Ben:  And, you're into supplements, too. There were a few supplements during our muscle-testing that you were like, “Dude, this is a hell yes for you, and this has worked for a ton of my clients.” What are some of the supplements that you find people tend to need on a repeated basis when you're doing this kind of testing?

Teri:  So, I have developed some supplements because it's all a symphony. And, I look to these supplement processes as if you trip one bad ingredient for a genetic predisposition can flip the whole outcome of that supplement blend. So, we talked about, for you, my Stress Mover. It's been called a God Pill.

Ben:  You call it a Stress Mover?

Teri:  Stress Mover.

Ben:  But, you also call it the God Pill, what's that?

Teri:  I didn't coin it the God Pill. That was one of my clients who was eating only rice for 18 months. Brown rice is all she could tolerate.

Ben:  Oh, geez.

Teri:  She'd been to every GI specialist in the mid-Atlantic and through Miami. And, what she was experiencing was a neurological hay-wiring of her gut. So, the Stress Mover is to calm the system. It calms the system. It helps shunt the HPA axis. It modulates histamine response. It modulates the burden of epinephrine, which, Ben, as you know we were talking earlier, I call it the dirty cupcake because epinephrine is something that's secreted by the adrenals when we get stressed. And, we know that epinephrine increases the fat burden on our bodies. So, if you're already predisposed to fat metabolism impairment, you're going to get scraggled. It opens up the tight junctions of your gut, leaking your gut. It increases the pathogenicity of whatever bugs you got going.

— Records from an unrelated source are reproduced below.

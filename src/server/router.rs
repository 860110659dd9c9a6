use std::sync::Arc;

use axum::http::{header, HeaderValue, Method};
use axum::routing::{get, post};
use axum::Router;
use tower_http::cors::{AllowOrigin, CorsLayer};
use tower_http::trace::TraceLayer;

use crate::server::handlers::{answer, health};
use crate::state::AppState;

/// Builds the HTTP surface: the answer endpoint and a health check, wrapped
/// in CORS and request tracing.
pub fn router(state: Arc<AppState>) -> Router {
    let cors_layer = build_cors_layer(&state.config.server.cors_allowed_origins);
    Router::new()
        .route("/health", get(health::health))
        .route("/api/answer", post(answer::answer))
        .with_state(state)
        .layer(cors_layer)
        .layer(TraceLayer::new_for_http())
}

fn build_cors_layer(configured: &[String]) -> CorsLayer {
    let origins = resolve_allowed_origins(configured)
        .into_iter()
        .filter_map(|origin| match HeaderValue::from_str(&origin) {
            Ok(value) => Some(value),
            Err(_) => {
                tracing::warn!("Ignoring invalid CORS origin: {}", origin);
                None
            }
        })
        .collect::<Vec<_>>();

    CorsLayer::new()
        .allow_origin(AllowOrigin::list(origins))
        .allow_methods([Method::GET, Method::POST, Method::OPTIONS])
        .allow_headers([header::ACCEPT, header::CONTENT_TYPE])
}

fn resolve_allowed_origins(configured: &[String]) -> Vec<String> {
    let origins = configured
        .iter()
        .map(|item| item.trim())
        .filter(|item| !item.is_empty())
        .map(str::to_string)
        .collect::<Vec<_>>();

    if origins.is_empty() {
        return default_local_origins();
    }

    origins
}

fn default_local_origins() -> Vec<String> {
    vec![
        "http://localhost".to_string(),
        "http://localhost:3000".to_string(),
        "http://localhost:5173".to_string(),
        "http://127.0.0.1".to_string(),
        "http://127.0.0.1:3000".to_string(),
        "http://127.0.0.1:5173".to_string(),
    ]
}

#[cfg(test)]
mod tests {
    use super::*;

    #[test]
    fn empty_origin_list_falls_back_to_local_defaults() {
        assert_eq!(resolve_allowed_origins(&[]), default_local_origins());
        assert_eq!(
            resolve_allowed_origins(&[" ".to_string()]),
            default_local_origins()
        );
    }

    #[test]
    fn configured_origins_are_trimmed() {
        let origins = resolve_allowed_origins(&[" https://docs.example.com ".to_string()]);
        assert_eq!(origins, vec!["https://docs.example.com".to_string()]);
    }
}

Ben:  But, you mean excess epinephrine, right?

Teri:  Excess, yes. I mean fight-or-flight. We're trying to run from that antelope in one of your hunting events, you got to use that epinephrine to get those muscles fired. But, it's that slow drift.

Ben:  I don't run from antelopes. I run from lions.

Teri:  Got it. I would, too. So, when we are over-secreting that epinephrine and it's out of modulation, that can be a big problem. So, Stress Mover has helped so many individuals.

Ben:  And, what's in that one, again?

Teri:  So, what we love about the Stress Mover, it has taurine. Why is taurine so important? Studies show that taurine helps blunt the HPA axis. That's a fight-or-flight response. It is a precursor to dopamine, the feel-good executive functioning, calm the system neurotransmitter. It helps with bile synthesis. Why is bile synthesis so important? It's so important because bile is what is the emulsifier. And, guess what? These little bugs hide in biofilm. It helps break down the fat. 

Ben:  It sounds to me like something like Stress Mover works for a ton of people.

Teri:  It does. It really, really does.

Ben:  Is there any others? It seems like a couple of the ones you would test me on, camp over and over again, you were like, “This is an amazing one.” I think one was P5P.

Teri:  So, P5P, that's wonderful. That's a form of B6. So, the B6 helps to modulate, in your case, the sulfur and the oxalate burden. So, really, really important for you because of what you're experiencing. Another one that's really good, we talked about, again, for you, emulsifiers, things that contain betaine, that contain lipase, that contain taurine.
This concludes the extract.